MOSCOW, April 1 (Xinhua) -- Three astronauts, including the first Brazilian astronaut Marcus Pontes, entered the International Space Station (ISS) on Saturday after their Soyuz spaceship docked with the ISS, the Mission Control outside Moscow announced.

The Russian Soyuz TMA-8 carrying Brazilian Marco Pontes, Russian cosmonaut Pavel Vinogradov and US astronaut Jeffrey Williams docked automatically with the ISS at 8:19 a.m. Moscow time (0419 GMT) on Saturday after hurtling two days in space.

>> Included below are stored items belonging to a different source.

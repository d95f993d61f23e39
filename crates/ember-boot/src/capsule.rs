// SPDX-License-Identifier: Apache-2.0
// Copyright 2024-2026 Ember Systems Inc.

//! Firmware capsule update
//!
//! A `\BIOSUPDATE.fv` file on the ESP is a pending firmware update. It is
//! pushed to the firmware before anything else happens this boot; the
//! file is deleted first because some capsules reset the platform from
//! inside the update call.

use ember_common::{Error, Result};

use crate::env::{BootEnv, ResetType};

/// Capsule file the firmware update tooling drops on the ESP
pub const FWUPDATE_FILE: &str = "\\BIOSUPDATE.fv";

/// Push the pending capsule, if any
///
/// Returns the reset type the firmware requires when a capsule was
/// pushed, `None` when no capsule file exists. Errors leave the boot to
/// continue; a broken capsule file must not brick the device.
pub fn check_and_push_capsule(env: &mut BootEnv<'_>) -> Result<Option<ResetType>> {
    if !env.esp.file_exists(FWUPDATE_FILE) {
        return Ok(None);
    }

    env.info("capsule", format_args!("loading capsule {FWUPDATE_FILE}"));

    let content = env.esp.read_file(FWUPDATE_FILE)?;
    if content.is_empty() {
        return Err(Error::FileIoFailed);
    }

    // Delete before pushing: the update call may reset the platform
    env.esp.delete_file(FWUPDATE_FILE)?;

    let reset = env.capsules.apply_capsule(&content)?;
    env.info("capsule", format_args!("capsule accepted, resetting"));
    Ok(Some(reset))
}
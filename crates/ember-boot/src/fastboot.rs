// SPDX-License-Identifier: Apache-2.0
// Copyright 2024-2026 Ember Systems Inc.

//! Fastboot session state machine
//!
//! The USB protocol lives outside the core; the [`FastbootTransport`]
//! trait delivers one event per serviced command batch. This module
//! classifies events into session steps; `flow` executes them. Terminal
//! transitions are reboot, chainload, handoff and die. One iteration
//! never leaks state into the next beyond the `BootState` variable.

use alloc::vec::Vec;

use crate::target::BootTarget;

/// One event out of the fastboot service
#[derive(Debug, Clone, PartialEq, Eq)]
pub enum FastbootEvent {
    /// `fastboot boot`: an image was downloaded into RAM
    BootImage(Vec<u8>),
    /// An EFI binary was downloaded for chainloading
    EfiImage(Vec<u8>),
    /// A command selected the next boot target (`reboot`, `continue`)
    Target(BootTarget),
    /// The transport died
    Closed,
}

/// Fastboot protocol service
pub trait FastbootTransport {
    /// Service commands until an event is produced
    fn next_event(&mut self) -> FastbootEvent;
}

/// What the session loop must do with an event
#[derive(Debug, Clone, PartialEq, Eq)]
pub enum SessionStep {
    /// Verify and hand off a RAM image
    RamBoot(Vec<u8>),
    /// Start a downloaded EFI binary
    Chainload(Vec<u8>),
    /// Offer the crashmode menu, with a fast path back into fastboot
    PromptCrashmode,
    /// Leave the session and reboot to the target
    Reboot(BootTarget),
    /// Service the next event
    Continue,
    /// Transport is gone; halt after the UX pause
    Die,
}

/// Classify a transport event
///
/// RAM boots are only honored on unlocked devices; on a locked device
/// the downloaded image is dropped and the session continues.
#[must_use]
pub fn classify_event(event: FastbootEvent, device_unlocked: bool) -> SessionStep {
    match event {
        FastbootEvent::BootImage(image) => {
            if device_unlocked {
                SessionStep::RamBoot(image)
            } else {
                SessionStep::Continue
            }
        }
        FastbootEvent::EfiImage(image) => SessionStep::Chainload(image),
        FastbootEvent::Target(BootTarget::Crashmode) => SessionStep::PromptCrashmode,
        FastbootEvent::Target(BootTarget::UnknownTarget) => SessionStep::Continue,
        FastbootEvent::Target(target) => SessionStep::Reboot(target),
        FastbootEvent::Closed => SessionStep::Die,
    }
}
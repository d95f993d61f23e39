// SPDX-License-Identifier: Apache-2.0
// Copyright 2024-2026 Ember Systems Inc.

//! Boot log infrastructure
//!
//! A lightweight, no_std log sink for the boot pipeline. Entries land in a
//! fixed-capacity circular buffer owned by the boot environment; the outer
//! EFI binary drains it to the serial console after the decision core
//! returns (or on the fatal path, before halting).
//!
//! Keys, digests of user data, and anything else sensitive must never be
//! logged.

use core::fmt::{self, Write};
use heapless::String;

/// Maximum log message length
pub const MAX_LOG_MESSAGE_LEN: usize = 96;

/// Log buffer capacity (number of entries)
pub const LOG_BUFFER_CAPACITY: usize = 64;

/// Log level enumeration
#[derive(Debug, Clone, Copy, PartialEq, Eq, PartialOrd, Ord)]
#[repr(u8)]
pub enum LogLevel {
    /// Errors that abort or degrade the current boot path
    Error = 0,
    /// Unexpected but recoverable conditions
    Warn = 1,
    /// Boot-logic decision points
    Info = 2,
    /// Verbose diagnostics (engineering builds)
    Debug = 3,
}

impl LogLevel {
    /// Single-character prefix used when draining to the console
    #[must_use]
    pub const fn prefix(&self) -> char {
        match self {
            Self::Error => 'E',
            Self::Warn => 'W',
            Self::Info => 'I',
            Self::Debug => 'D',
        }
    }
}

/// One recorded log entry
#[derive(Clone)]
pub struct LogEntry {
    /// Severity of the entry
    pub level: LogLevel,
    /// Milliseconds since bootloader entry
    pub uptime_ms: u64,
    /// Originating module
    pub module: &'static str,
    /// Formatted message, truncated to [`MAX_LOG_MESSAGE_LEN`]
    pub message: String<MAX_LOG_MESSAGE_LEN>,
}

impl fmt::Display for LogEntry {
    fn fmt(&self, f: &mut fmt::Formatter<'_>) -> fmt::Result {
        write!(
            f,
            "[{:6}.{:03}] {} {}: {}",
            self.uptime_ms / 1000,
            self.uptime_ms % 1000,
            self.level.prefix(),
            self.module,
            self.message
        )
    }
}

/// Circular boot log buffer
///
/// When full, the oldest entry is overwritten; the boot that matters most
/// is always the one in progress.
pub struct LogBuffer {
    entries: [Option<LogEntry>; LOG_BUFFER_CAPACITY],
    write_index: usize,
    count: usize,
    min_level: LogLevel,
}

impl LogBuffer {
    /// Create a new empty log buffer recording up to `Info`
    #[must_use]
    pub const fn new() -> Self {
        const NONE: Option<LogEntry> = None;
        Self {
            entries: [NONE; LOG_BUFFER_CAPACITY],
            write_index: 0,
            count: 0,
            min_level: LogLevel::Info,
        }
    }

    /// Set the minimum recorded level
    pub fn set_min_level(&mut self, level: LogLevel) {
        self.min_level = level;
    }

    /// Check whether a level would be recorded
    #[must_use]
    pub const fn should_log(&self, level: LogLevel) -> bool {
        (level as u8) <= (self.min_level as u8)
    }

    /// Record a formatted message
    pub fn log(
        &mut self,
        level: LogLevel,
        uptime_ms: u64,
        module: &'static str,
        args: fmt::Arguments<'_>,
    ) {
        if !self.should_log(level) {
            return;
        }

        let mut message = String::new();
        // Truncation on overflow is acceptable for diagnostics
        let _ = message.write_fmt(args);

        self.entries[self.write_index] = Some(LogEntry {
            level,
            uptime_ms,
            module,
            message,
        });
        self.write_index = (self.write_index + 1) % LOG_BUFFER_CAPACITY;
        if self.count < LOG_BUFFER_CAPACITY {
            self.count += 1;
        }
    }

    /// Number of recorded entries
    #[must_use]
    pub const fn len(&self) -> usize {
        self.count
    }

    /// Check whether the buffer is empty
    #[must_use]
    pub const fn is_empty(&self) -> bool {
        self.count == 0
    }

    /// Iterate over entries, oldest first
    pub fn iter(&self) -> impl Iterator<Item = &LogEntry> {
        let start = if self.count < LOG_BUFFER_CAPACITY {
            0
        } else {
            self.write_index
        };
        (0..self.count).filter_map(move |i| {
            self.entries[(start + i) % LOG_BUFFER_CAPACITY].as_ref()
        })
    }
}

impl Default for LogBuffer {
    fn default() -> Self {
        Self::new()
    }
}

/// Log an error message
#[macro_export]
macro_rules! log_error {
    ($buffer:expr, $ts:expr, $module:expr, $($arg:tt)*) => {
        $buffer.log($crate::log::LogLevel::Error, $ts, $module, format_args!($($arg)*))
    };
}

/// Log a warning message
#[macro_export]
macro_rules! log_warn {
    ($buffer:expr, $ts:expr, $module:expr, $($arg:tt)*) => {
        $buffer.log($crate::log::LogLevel::Warn, $ts, $module, format_args!($($arg)*))
    };
}

/// Log an informational message
#[macro_export]
macro_rules! log_info {
    ($buffer:expr, $ts:expr, $module:expr, $($arg:tt)*) => {
        $buffer.log($crate::log::LogLevel::Info, $ts, $module, format_args!($($arg)*))
    };
}

/// Log a debug message
#[macro_export]
macro_rules! log_debug {
    ($buffer:expr, $ts:expr, $module:expr, $($arg:tt)*) => {
        $buffer.log($crate::log::LogLevel::Debug, $ts, $module, format_args!($($arg)*))
    };
}
/// Last stop before handoff: persist state, start the trusted OS, record
/// the boot attempt, assemble the command line, start the kernel
fn handoff(
    env: &mut BootEnv<'_>,
    target: BootTarget,
    state: TrustState,
    data: Option<SlotVerifyData>,
) -> Result<BootOutcome> {
    let data = data.ok_or(Error::NoVerifiedPayload)?;

    if let Err(e) = vars::set_boot_state(&mut *env.vars, state) {
        env.warn("boot", format_args!("failed to persist BootState: {e}"));
    }

    if env.config.trusted_os && target.boots_android_image() && target != BootTarget::EspBootimage
    {
        if state == TrustState::Red {
            match env.config.build {
                BuildVariant::Engineering => env.warn(
                    "boot",
                    format_args!("red state: starting trusted OS anyway on engineering build"),
                ),
                BuildVariant::Production => {
                    env.error(
                        "boot",
                        format_args!("red state: refusing to start trusted OS"),
                    );
                    return Ok(die(env));
                }
            }
        }

        let key_digest = data
            .cert_public_key
            .as_deref()
            .map_or([0u8; 32], sha256_digest);
        let rot = RotData {
            state,
            unlocked: vars::lock_state(&*env.vars) == LockState::Unlocked,
            key_digest,
        };
        let started = match env.trusted_os.as_mut() {
            Some(tos) => tos.start(&rot),
            None => Err(Error::TrustedOsStartFailed),
        };
        if let Err(e) = started {
            env.error("boot", format_args!("unable to start the trusted OS: {e}"));
            return Ok(die(env));
        }
    }

    // Stored rollback indexes advance only for verified boots; an
    // unlocked device must not burn the other slot's downgrade path
    if state <= TrustState::Yellow {
        if let Err(e) = rollback::update_rollback_for_slot(&mut *env.verifier, &data) {
            env.warn(
                "boot",
                format_args!("rollback index update failed, will reconcile next boot: {e}"),
            );
        }
    }

    env.slots.boot_ok(&mut *env.disk, target)?;

    let suffix = env.slots.get_active();
    let system_uuid = if env.config.use_slots {
        let mut label = String::from(SYSTEM_LABEL);
        label.push_str(suffix.unwrap_or(""));
        env.disk.partition_uuid(&label).ok()
    } else {
        None
    };
    let cmdline = build_kernel_cmdline(
        target,
        env.config.use_slots,
        suffix,
        data.cmdline.as_deref(),
        system_uuid.as_ref(),
        None,
    )?;

    let payload = data.boot_payload().ok_or(Error::NoVerifiedPayload)?;
    env.info(
        "boot",
        format_args!("chainloading boot image, boot state is {}", state.describe()),
    );

    match env.chain.start_kernel(payload, &cmdline, target, state) {
        Ok(()) => Ok(BootOutcome::Handoff { target, state }),
        Err(e) => {
            if let Err(slot_err) = env.slots.boot_failed(&mut *env.disk, target) {
                env.error(
                    "boot",
                    format_args!("failed to record slot failure: {slot_err}"),
                );
            }
            Err(e)
        }
    }
}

And the crew entered the station at 0509 GMT after a brief checking, with Pontes walking in first, carrying his national flag, with a big smile on the face.

Officials from Russia, the U.S. and Brazil gasped breaths at the Mission Control when the ship was slowly docking with the space station and broke into applause when the contact was successfully made.

"Well, gentlemen, I congratulate you," a Mission Control announcer said.

"I am very happy and grateful that everything went so perfectly," a representative of Brazil's space agency, Raimundo Mussi, said

Vinogradov and Williams will replace Russian cosmonaut Valery Tokarev and U.S. astronaut William McArthur, who have been working on the station since October. During their six-month mission, they are expected to make four spacewalks -- two on the Russian program and two on the U.S. program apart from doing some construction and maintenance work -- and conduct about 50 experiments in space.

During their stay, Vinogradov, the mission's commander, will strike a golf ball with a gold-plated club into a four-year Earth orbit, as a tribute to the golf strokes made by NASA astronaut Alan Shepard on the moon in 1971.

Pontes, 43, Brazil's first astronaut in space, will carry out a series of scientific experiments during his nine-day stay on the orbiting lab. He will do some research in the field of nanotechnology and examine Brazil's surface from space, before returning with the outgoing ISS crew on April 9.

He brought a Brazilian national flag and a Brazilian soccer jersey into the station, hoping it would bring his national soccer team good luck in this summer's World Cup in Germany.

The US-Russian crew will welcome another astronaut from Germany, Thomas Reiter, in July, who will be brought to the ISS by US space shuttle Discovery.

The Russian spacecraft have been shouldering the responsibility for shipping crew and supplies to the ISS since NASA grounded its shuttle fleet after the Columbia shuttle explosion in 2003.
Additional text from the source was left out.